Artificial intelligence training and inference take place primarily inside data centers—specialized facilities filled with servers, storage systems, networking equipment, cooling infrastructure, and backup power systems.

According to the International Energy Agency (IEA), servers account for roughly 60% of electricity consumption in modern data centers, while cooling systems, networking equipment, storage, and supporting infrastructure make up the remainder.

What makes AI unique is its reliance on accelerator chips such as GPUs and custom AI processors. These systems require significantly higher computational density than traditional CPUs, creating much greater electricity demand per rack.

Industry estimates suggest that next-generation AI clusters can consume two to three times more power per rack than conventional cloud infrastructure, making electricity availability one of the industry's most critical growth constraints.

➡️ Read Also: Investing in Data Center Commercial Real Estate in 2026: AI, Power Demand, and the Next CRE Boom

2. Hyperscale AI Growth and the Rise of Power-Intensive Infrastructure

The primary driver of this transformation is the expansion of hyperscale data centers operated by companies such as Microsoft, Google, Amazon, and Meta. These facilities increasingly support GPU- and accelerator-heavy workloads, designed specifically for AI training and inference.

Industry research shows that modern AI workloads require significantly higher power density than traditional cloud computing. In many cases, power demand per rack has more than doubled, with next-generation AI clusters reaching unprecedented energy intensity levels.

As a result, data centers are no longer constrained primarily by real estate availability—but by electricity access and grid capacity.

AI Servers vs Traditional Servers Growth Rate

Figure 5. Electricity demand from AI-focused accelerated servers is projected to grow more than three times faster than traditional servers.

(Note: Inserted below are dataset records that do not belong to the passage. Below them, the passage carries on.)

//! `analyze_campaign` tool (spec.md §4.9): runs the 7-stage correlation
//! pipeline over a seed indicator set and time window, returning the
//! resulting campaign plus any stages that were skipped.

use std::sync::Arc;

use async_trait::async_trait;
use chrono::Utc;
use serde::Deserialize;
use serde_json::{json, Value};

use vigil_correlate::{correlate, CorrelationRequest, CorrelatorConfig};
use vigil_domain::Indicator;
use vigil_protocol::error::VigilError;
use vigil_resilience::CircuitBreaker;
use vigil_siem::{IndexPatternRegistry, IndexPatternSpec, SiemClient};

use crate::registry::{ToolContext, ToolHandler};
use crate::tools::common::{resolve_indices, with_breaker, IndexResolution};

/// The pipeline's fixed stage labels (pipeline.rs `Stage::label`), needed
/// here because `CorrelationOutcome` only exposes *skipped* stages via
/// `warnings`, not the set that ran. `sources_queried` is derived as this
/// full set minus the warned ones — an approximation documented in
/// DESIGN.md: a stage that is skipped silently because it had nothing to
/// fetch (e.g. no infrastructure features extracted) is indistinguishable
/// here from one that ran and found nothing.
const ALL_STAGE_LABELS: &[&str] = &["direct", "infra", "behavioral", "temporal", "ip", "network"];

pub struct AnalyzeCampaignTool {
    client: Arc<SiemClient>,
    indices: Arc<IndexPatternRegistry>,
    config: CorrelatorConfig,
    breaker: Arc<CircuitBreaker>,
}

impl AnalyzeCampaignTool {
    pub fn new(
        client: Arc<SiemClient>,
        indices: Arc<IndexPatternRegistry>,
        config: CorrelatorConfig,
        breaker: Arc<CircuitBreaker>,
    ) -> Self {
        Self { client, indices, config, breaker }
    }

    fn index_spec() -> IndexPatternSpec {
        IndexPatternSpec::with_fallback("siem-events-*", "logs-*", true)
    }
}

#[derive(Debug, Deserialize)]
struct AnalyzeCampaignParams {
    seed_indicators: Vec<String>,
    #[serde(default)]
    since: Option<chrono::DateTime<Utc>>,
    #[serde(default)]
    until: Option<chrono::DateTime<Utc>>,
}

#[async_trait]
impl ToolHandler for AnalyzeCampaignTool {
    fn name(&self) -> &'static str {
        "analyze_campaign"
    }

    fn description(&self) -> &'static str {
        "Correlate a set of seed indicators into a scored campaign using the 7-stage pipeline \
         (direct IOC, infrastructure, behavioral, temporal, IP, network, scoring)."
    }

    fn input_schema(&self) -> Value {
        json!({
            "type": "object",
            "required": ["seed_indicators"],
            "properties": {
                "seed_indicators": { "type": "array", "items": { "type": "string" }, "minItems": 1 },
                "since": { "type": "string", "format": "date-time" },
                "until": { "type": "string", "format": "date-time" }
            }
        })
    }

    fn required_permission(&self) -> Option<&'static str> {
        Some("analyze_campaign")
    }

    fn timeout(&self) -> std::time::Duration {
        std::time::Duration::from_secs(180)
    }

    async fn call(&self, args: Value, _ctx: &ToolContext) -> Result<Value, VigilError> {
        let params: AnalyzeCampaignParams =
            serde_json::from_value(args).map_err(|e| VigilError::InvalidParams(e.to_string()))?;
        if params.seed_indicators.is_empty() {
            return Err(VigilError::InvalidParams("seed_indicators must not be empty".into()));
        }

        let seed_indicators = params
            .seed_indicators
            .iter()
            .map(|raw| Indicator::parse(raw).map_err(|e| VigilError::InvalidParams(e.to_string())))
            .collect::<Result<Vec<_>, _>>()?;

        let until = params.until.unwrap_or_else(Utc::now);
        let since = params.since.unwrap_or(until - chrono::Duration::hours(48));

        let indices = match resolve_indices(&self.indices, &self.breaker, "analyze_campaign", &Self::index_spec()).await? {
            IndexResolution::Resolved(v) => v,
            IndexResolution::Diagnostic(v) => return Ok(v),
        };

        let request = CorrelationRequest { seed_indicators, window_start: since, window_end: until, indices };
        let outcome = with_breaker(&self.breaker, correlate(&self.client, request, &self.config)).await?;

        let warned_stages: std::collections::HashSet<&str> =
            outcome.warnings.iter().map(|w| w.stage).collect();
        let sources_queried: Vec<&str> =
            ALL_STAGE_LABELS.iter().copied().filter(|s| !warned_stages.contains(s)).collect();

        let warnings: Vec<Value> =
            outcome.warnings.iter().map(|w| json!({ "stage": w.stage, "message": w.message })).collect();

        Ok(json!({
            "campaign": {
                "id": outcome.campaign.id,
                "window_start": outcome.campaign.window_start,
                "window_end": outcome.campaign.window_end,
                "indicators": outcome.campaign.indicators,
                "event_ids": outcome.campaign.event_ids,
                "indicator_relationships": outcome.campaign.relationships,
                "counts": outcome.campaign.counts,
                "confidence": outcome.campaign.confidence,
            },
            "sources_queried": sources_queried,
            "warnings": warnings,
        }))
    }
}
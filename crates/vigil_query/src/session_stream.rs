//! Session-aware streaming (spec.md §4.8 `stream_events_with_session_context`):
//! groups a forward-ordered window of events into sessions and emits only
//! complete sessions per chunk, guaranteeing no session is ever split
//! across two chunk responses.

use chrono::{DateTime, Utc};
use vigil_domain::{Event, StreamCursor};
use vigil_siem::{Page, Query, SiemClient, SiemError};

#[derive(Debug, Clone)]
pub struct SessionSummary {
    pub session_key: String,
    pub event_count: usize,
    pub started_at: DateTime<Utc>,
    pub ended_at: DateTime<Utc>,
}

#[derive(Debug, Clone, Default)]
pub struct PerfCounters {
    pub candidates_fetched: usize,
    pub sessions_emitted: usize,
    pub events_emitted: usize,
    pub sessions_deferred: usize,
}

#[derive(Debug, Clone)]
pub struct SessionStreamOutcome {
    pub events: Vec<Event>,
    pub next_cursor: Option<StreamCursor>,
    pub sessions: Vec<SessionSummary>,
    pub perf: PerfCounters,
}

struct SessionInstance {
    key: String,
    events: Vec<Event>,
    last_at: DateTime<Utc>,
}

/// Group a time-ordered window of events into session instances, splitting
/// whenever consecutive events sharing a session key are more than
/// `max_gap` apart (spec.md §4.8 step 2).
fn group_into_sessions(events: Vec<Event>, session_fields: &[String], max_gap: chrono::Duration) -> Vec<SessionInstance> {
    let mut instances: Vec<SessionInstance> = Vec::new();
    let mut open_index: std::collections::HashMap<String, usize> = std::collections::HashMap::new();

    for event in events {
        let key = event.session_key(session_fields);
        let reopen = open_index
            .get(&key)
            .map(|&idx| event.timestamp - instances[idx].last_at > max_gap)
            .unwrap_or(true);

        if reopen {
            let idx = instances.len();
            instances.push(SessionInstance { key: key.clone(), events: vec![event.clone()], last_at: event.timestamp });
            open_index.insert(key, idx);
        } else {
            let idx = open_index[&key];
            instances[idx].last_at = event.timestamp;
            instances[idx].events.push(event);
        }
    }

    instances
}

pub async fn stream_events_with_session_context(
    client: &SiemClient,
    indices: &[String],
    query: &Query,
    session_fields: &[String],
    chunk_size: u32,
    max_session_gap_minutes: i64,
    cursor: Option<StreamCursor>,
) -> Result<SessionStreamOutcome, SiemError> {
    let fetch_size = chunk_size.saturating_mul(2).max(1);
    let (candidates, page) = client
        .search_cursor_ascending(indices, query, fetch_size, cursor.as_ref())
        .await?;
    let Page::Cursor { next_cursor: fetched_to } = page else {
        unreachable!("search_cursor_ascending always returns Page::Cursor")
    };

    let candidates_fetched = candidates.len();
    let exhausted = candidates_fetched < fetch_size as usize;
    let max_gap = chrono::Duration::minutes(max_session_gap_minutes);
    let instances = group_into_sessions(candidates, session_fields, max_gap);

    let mut events = Vec::new();
    let mut sessions = Vec::new();
    let mut emitted_count = 0usize;
    let mut deferred = 0usize;
    let mut cut_before: Option<(i64, String)> = None;

    for (idx, instance) in instances.iter().enumerate() {
        let would_overflow = emitted_count + instance.events.len() > chunk_size as usize;
        // Never stall: always emit the very first session even if it alone
        // overflows the chunk, since a session can never be split.
        if would_overflow && idx != 0 {
            let first_deferred_event = &instance.events[0];
            cut_before = Some((first_deferred_event.timestamp.timestamp_millis(), first_deferred_event.id.document_id.clone()));
            deferred = instances.len() - idx;
            break;
        }

        let started_at = instance.events.first().map(|e| e.timestamp).unwrap_or_else(Utc::now);
        let ended_at = instance.last_at;
        emitted_count += instance.events.len();
        sessions.push(SessionSummary {
            session_key: instance.key.clone(),
            event_count: instance.events.len(),
            started_at,
            ended_at,
        });
        events.extend(instance.events.iter().cloned());
    }

    let next_cursor = match cut_before {
        Some((ts, id)) => Some(StreamCursor::new(ts, id)),
        None if exhausted => None,
        None => fetched_to,
    };

    let perf = PerfCounters {
        candidates_fetched,
        sessions_emitted: sessions.len(),
        events_emitted: events.len(),
        sessions_deferred: deferred,
    };

    Ok(SessionStreamOutcome { events, next_cursor, sessions, perf })
}

#[cfg(test)]
mod tests {
    use super::*;
    use vigil_domain::EventId;

    fn event(session: &str, minute: i64) -> Event {
        Event {
            id: EventId { index: "honeypot-2026.07".into(), document_id: format!("{session}-{minute}") },
            timestamp: DateTime::parse_from_rfc3339("2026-07-30T00:00:00Z").unwrap().with_timezone(&Utc)
                + chrono::Duration::minutes(minute),
            source_ip: None,
            destination_ip: None,
            destination_port: None,
            category: None,
            technique: None,
            tactic: None,
            fields: [("session_id".to_string(), serde_json::Value::String(session.into()))].into_iter().collect(),
        }
    }

    #[test]
    fn groups_contiguous_events_by_session_key() {
        let events = vec![event("a", 0), event("a", 1), event("b", 1)];
        let instances = group_into_sessions(events, &["session_id".to_string()], chrono::Duration::minutes(30));
        assert_eq!(instances.len(), 2);
        assert_eq!(instances[0].events.len(), 2);
        assert_eq!(instances[1].events.len(), 1);
    }

    #[test]
    fn splits_same_key_session_on_large_gap() {
        let events = vec![event("a", 0), event("a", 100)];
        let instances = group_into_sessions(events, &["session_id".to_string()], chrono::Duration::minutes(30));
        assert_eq!(instances.len(), 2);
        assert_eq!(instances[0].key, instances[1].key);
    }

    #[test]
    fn first_oversized_session_is_emitted_without_stalling() {
        let events: Vec<Event> = (0..5).map(|m| event("huge", m)).collect();
        let instances = group_into_sessions(events, &["session_id".to_string()], chrono::Duration::minutes(30));
        assert_eq!(instances.len(), 1);
        assert_eq!(instances[0].events.len(), 5);
    }
}
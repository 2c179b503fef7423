use thiserror::Error;

#[derive(Debug, Error)]
pub enum SiemError {
    #[error("store connection failed: {0}")]
    Transport(String),
    #[error("store returned an error response: {0}")]
    StoreResponse(String),
    #[error("failed to parse store response: {0}")]
    Deserialize(String),
    #[error("no concrete index matches any configured pattern: {patterns:?} (tool: {tool})")]
    NoMatchingIndex { patterns: Vec<String>, tool: String },
    #[error("invalid stream cursor")]
    InvalidCursor,
}
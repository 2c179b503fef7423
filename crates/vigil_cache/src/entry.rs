//! `CacheEntry` (spec.md §3): composite key, payload bytes, `inserted_at`,
//! `expires_at`. Invariant: `expires_at > inserted_at`, enforced at
//! construction.

use chrono::{DateTime, Duration as ChronoDuration, Utc};
use serde::{Deserialize, Serialize};

#[derive(Debug, Clone, Serialize, Deserialize)]
pub struct CacheEntry {
    pub key: String,
    pub payload: Vec<u8>,
    pub inserted_at: DateTime<Utc>,
    pub expires_at: DateTime<Utc>,
}

impl CacheEntry {
    /// Construct a new entry with an explicit TTL. Panics if `ttl` is not
    /// strictly positive, enforcing the invariant at the only place an
    /// entry is created.
    pub fn new(key: impl Into<String>, payload: Vec<u8>, ttl: std::time::Duration) -> Self {
        assert!(!ttl.is_zero(), "cache entry TTL must be positive");
        let inserted_at = Utc::now();
        let expires_at = inserted_at
            + ChronoDuration::from_std(ttl).unwrap_or_else(|_| ChronoDuration::seconds(1));
        Self {
            key: key.into(),
            payload,
            inserted_at,
            expires_at,
        }
    }

    pub fn is_expired_at(&self, now: DateTime<Utc>) -> bool {
        now >= self.expires_at
    }

    pub fn is_expired(&self) -> bool {
        self.is_expired_at(Utc::now())
    }
}
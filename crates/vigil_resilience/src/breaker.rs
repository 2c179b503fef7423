//! Circuit breaker (spec.md §4.4, data model §3 `CircuitBreakerState`).
//!
//! One breaker guards one outbound dependency (the SIEM store, each
//! threat-intel source, the secret store). State transitions:
//!
//! - CLOSED -> OPEN when consecutive failures >= `failure_threshold`.
//! - OPEN -> HALF_OPEN after `cool_down`.
//! - HALF_OPEN -> CLOSED on one success; HALF_OPEN -> OPEN on one failure.
//!
//! While OPEN, `try_acquire` fails fast without letting the caller touch the
//! dependency at all (testable property 5: zero outbound calls while OPEN).
//! In HALF_OPEN, an atomic flag admits exactly one trial request at a time.

use chrono::{DateTime, Utc};
use std::sync::atomic::{AtomicBool, AtomicU32, AtomicU64, Ordering};
use std::sync::Mutex;
use std::time::Duration;
use thiserror::Error;
use tracing::{info, warn};

#[derive(Debug, Clone, Copy, PartialEq, Eq)]
pub enum BreakerState {
    Closed,
    Open,
    HalfOpen,
}

#[derive(Debug, Clone, Copy)]
pub struct CircuitBreakerConfig {
    pub failure_threshold: u32,
    pub cool_down: Duration,
}

impl Default for CircuitBreakerConfig {
    fn default() -> Self {
        Self {
            failure_threshold: 5,
            cool_down: Duration::from_secs(30),
        }
    }
}

#[derive(Debug, Error)]
pub enum BreakerError {
    #[error("circuit open for {dependency}, retry after {retry_after_ms}ms")]
    Open {
        dependency: String,
        retry_after_ms: u64,
    },
}

/// A guard returned by [`CircuitBreaker::try_acquire`]. The caller MUST call
/// [`Guard::success`] or [`Guard::failure`] exactly once after attempting the
/// protected call, to record the outcome.
#[must_use]
pub struct Guard<'a> {
    breaker: &'a CircuitBreaker,
    was_trial: bool,
}

impl Guard<'_> {
    pub fn success(self) {
        self.breaker.on_success(self.was_trial);
    }

    pub fn failure(self) {
        self.breaker.on_failure(self.was_trial);
    }
}

fn encode(state: BreakerState) -> u32 {
    match state {
        BreakerState::Closed => 0,
        BreakerState::Open => 1,
        BreakerState::HalfOpen => 2,
    }
}

fn decode(value: u32) -> BreakerState {
    match value {
        1 => BreakerState::Open,
        2 => BreakerState::HalfOpen,
        _ => BreakerState::Closed,
    }
}

pub struct CircuitBreaker {
    dependency: String,
    config: CircuitBreakerConfig,
    state: AtomicU32,
    consecutive_failures: AtomicU32,
    open_until_ms: AtomicU64,
    /// Set while a HALF_OPEN trial request is in flight; guarantees at most
    /// one trial is ever outstanding at a time.
    trial_in_flight: AtomicBool,
    last_failure: Mutex<Option<DateTime<Utc>>>,
}

impl CircuitBreaker {
    pub fn new(dependency: impl Into<String>, config: CircuitBreakerConfig) -> Self {
        Self {
            dependency: dependency.into(),
            config,
            state: AtomicU32::new(encode(BreakerState::Closed)),
            consecutive_failures: AtomicU32::new(0),
            open_until_ms: AtomicU64::new(0),
            trial_in_flight: AtomicBool::new(false),
            last_failure: Mutex::new(None),
        }
    }

    pub fn state(&self) -> BreakerState {
        self.reconcile_open_expiry();
        decode(self.state.load(Ordering::Acquire))
    }

    /// If OPEN and the cool-down has elapsed, flip to HALF_OPEN so the next
    /// `try_acquire` can admit exactly one trial request.
    fn reconcile_open_expiry(&self) {
        if decode(self.state.load(Ordering::Acquire)) == BreakerState::Open
            && now_ms() >= self.open_until_ms.load(Ordering::Acquire)
        {
            // Best-effort CAS; if another thread already moved it, fine.
            let _ = self.state.compare_exchange(
                encode(BreakerState::Open),
                encode(BreakerState::HalfOpen),
                Ordering::AcqRel,
                Ordering::Acquire,
            );
        }
    }

    /// Attempt to acquire permission to call the dependency. Fails fast with
    /// `BreakerError::Open` while OPEN, without touching the dependency.
    pub fn try_acquire(&self) -> Result<Guard<'_>, BreakerError> {
        self.reconcile_open_expiry();
        let retry_after_ms = || {
            self.open_until_ms
                .load(Ordering::Acquire)
                .saturating_sub(now_ms())
        };

        match decode(self.state.load(Ordering::Acquire)) {
            BreakerState::Closed => Ok(Guard {
                breaker: self,
                was_trial: false,
            }),
            BreakerState::Open => Err(BreakerError::Open {
                dependency: self.dependency.clone(),
                retry_after_ms: retry_after_ms(),
            }),
            BreakerState::HalfOpen => {
                if self
                    .trial_in_flight
                    .compare_exchange(false, true, Ordering::AcqRel, Ordering::Acquire)
                    .is_ok()
                {
                    Ok(Guard {
                        breaker: self,
                        was_trial: true,
                    })
                } else {
                    Err(BreakerError::Open {
                        dependency: self.dependency.clone(),
                        retry_after_ms: retry_after_ms(),
                    })
                }
            }
        }
    }

    fn on_success(&self, was_trial: bool) {
        self.consecutive_failures.store(0, Ordering::Release);
        if was_trial {
            self.state
                .store(encode(BreakerState::Closed), Ordering::Release);
            self.trial_in_flight.store(false, Ordering::Release);
            info!(dependency = %self.dependency, "circuit breaker closed after successful trial");
        }
    }

    fn on_failure(&self, was_trial: bool) {
        *self.last_failure.lock().unwrap() = Some(Utc::now());
        if was_trial {
            self.open();
            self.trial_in_flight.store(false, Ordering::Release);
            warn!(dependency = %self.dependency, "circuit breaker re-opened after failed trial");
            return;
        }

        let failures = self.consecutive_failures.fetch_add(1, Ordering::AcqRel) + 1;
        if failures >= self.config.failure_threshold {
            self.open();
            warn!(
                dependency = %self.dependency,
                failures,
                "circuit breaker opened"
            );
        }
    }

    fn open(&self) {
        let open_until = now_ms() + self.config.cool_down.as_millis() as u64;
        self.open_until_ms.store(open_until, Ordering::Release);
        self.state.store(encode(BreakerState::Open), Ordering::Release);
    }

    pub fn dependency(&self) -> &str {
        &self.dependency
    }
}

fn now_ms() -> u64 {
    use std::time::{SystemTime, UNIX_EPOCH};
    SystemTime::now()
        .duration_since(UNIX_EPOCH)
        .unwrap_or_default()
        .as_millis() as u64
}

#[cfg(test)]
mod tests {
    use super::*;

    #[test]
    fn closed_by_default_and_admits_calls() {
        let breaker = CircuitBreaker::new("siem", CircuitBreakerConfig::default());
        assert_eq!(breaker.state(), BreakerState::Closed);
        let guard = breaker.try_acquire().expect("should admit");
        guard.success();
        assert_eq!(breaker.state(), BreakerState::Closed);
    }

    #[test]
    fn opens_after_threshold_consecutive_failures() {
        let config = CircuitBreakerConfig {
            failure_threshold: 3,
            cool_down: Duration::from_secs(30),
        };
        let breaker = CircuitBreaker::new("intel:otx", config);
        for _ in 0..3 {
            let guard = breaker.try_acquire().expect("closed, should admit");
            guard.failure();
        }
        assert_eq!(breaker.state(), BreakerState::Open);
        assert!(breaker.try_acquire().is_err());
    }

    #[test]
    fn half_open_closes_on_trial_success() {
        let config = CircuitBreakerConfig {
            failure_threshold: 1,
            cool_down: Duration::from_millis(1),
        };
        let breaker = CircuitBreaker::new("intel:abuseipdb", config);
        breaker.try_acquire().unwrap().failure();
        assert_eq!(breaker.state(), BreakerState::Open);

        std::thread::sleep(Duration::from_millis(5));
        assert_eq!(breaker.state(), BreakerState::HalfOpen);

        let trial = breaker.try_acquire().expect("trial should be admitted");
        trial.success();
        assert_eq!(breaker.state(), BreakerState::Closed);
    }

    #[test]
    fn half_open_reopens_on_trial_failure() {
        let config = CircuitBreakerConfig {
            failure_threshold: 1,
            cool_down: Duration::from_millis(1),
        };
        let breaker = CircuitBreaker::new("secret-store", config);
        breaker.try_acquire().unwrap().failure();
        std::thread::sleep(Duration::from_millis(5));
        assert_eq!(breaker.state(), BreakerState::HalfOpen);

        breaker.try_acquire().unwrap().failure();
        assert_eq!(breaker.state(), BreakerState::Open);
    }

    #[test]
    fn half_open_admits_only_one_concurrent_trial() {
        let config = CircuitBreakerConfig {
            failure_threshold: 1,
            cool_down: Duration::from_millis(1),
        };
        let breaker = CircuitBreaker::new("siem", config);
        breaker.try_acquire().unwrap().failure();
        std::thread::sleep(Duration::from_millis(5));

        let first = breaker.try_acquire();
        let second = breaker.try_acquire();
        assert!(first.is_ok());
        assert!(second.is_err());
    }
}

Accelerated Servers Are Driving Most New Electricity Demand

The IEA's latest modeling suggests that accelerated servers used for AI workloads will be responsible for nearly half of the increase in global data center electricity consumption through 2030.

While conventional server electricity consumption is projected to grow at approximately 9% annually, electricity demand from accelerated AI servers could expand by around 30% per year.

This shift demonstrates how AI—not traditional cloud computing—is becoming the primary driver of future data center expansion.

➡️ Read Also: AI Data Center Power Crisis 2026: How It is Impacting U.S. Real Estate and Infrastructure Investment

3. CBRE Perspective: Power Becomes the Primary Constraint

According to CBRE research, the data center market is experiencing historically strong demand conditions, but growth is increasingly constrained by energy availability.

Key trends include:

• North American data center absorption reached approximately 2,497.6 MW in 2025, reflecting a 38% year-over-year increase
• Primary market supply reached 8,155 MW in H1 2025, yet vacancy fell to a record low of 1.6%
• Around 74% of capacity under construction is pre-leased, primarily by hyperscalers and AI operators
• Power shortages are now the leading cause of construction delays

CBRE also notes a significant shift in pricing structures, where leases are increasingly tied to power capacity (kW/MW) rather than physical square footage. In high-demand markets, rents have risen sharply, in some cases between 20% and 54% within short periods.

In Asia Pacific markets, CBRE forecasts a potential 15–25 GW supply shortfall by 2028, driven by energy constraints and limited AI-ready infrastructure.

4. JLL Analysis: Speed-to-Power Becomes the New Location Strategy

JLL research highlights a structural shift in how data center locations are evaluated. Traditionally, proximity to population centers and fiber connectivity dominated site selection. Today, the decisive factor is “speed to power.”

Key findings include:

• Global data center capacity could reach ~200 GW by 2030
• Nearly 100 GW of additional capacity is expected between 2026 and 2030
• AI workloads are projected to account for roughly 50% of total data center usage by the end of the decade
• New developments are scaling rapidly from 10–50 MW to 100–500+ MW campuses

However, less than 10% of US data center inventory is considered AI-ready, particularly in terms of high-density and liquid cooling infrastructure.

JLL also emphasizes that grid connection timelines in primary markets often exceed four years, forcing operators to explore alternative energy solutions such as on-site generation, battery storage, and natural gas bridging systems.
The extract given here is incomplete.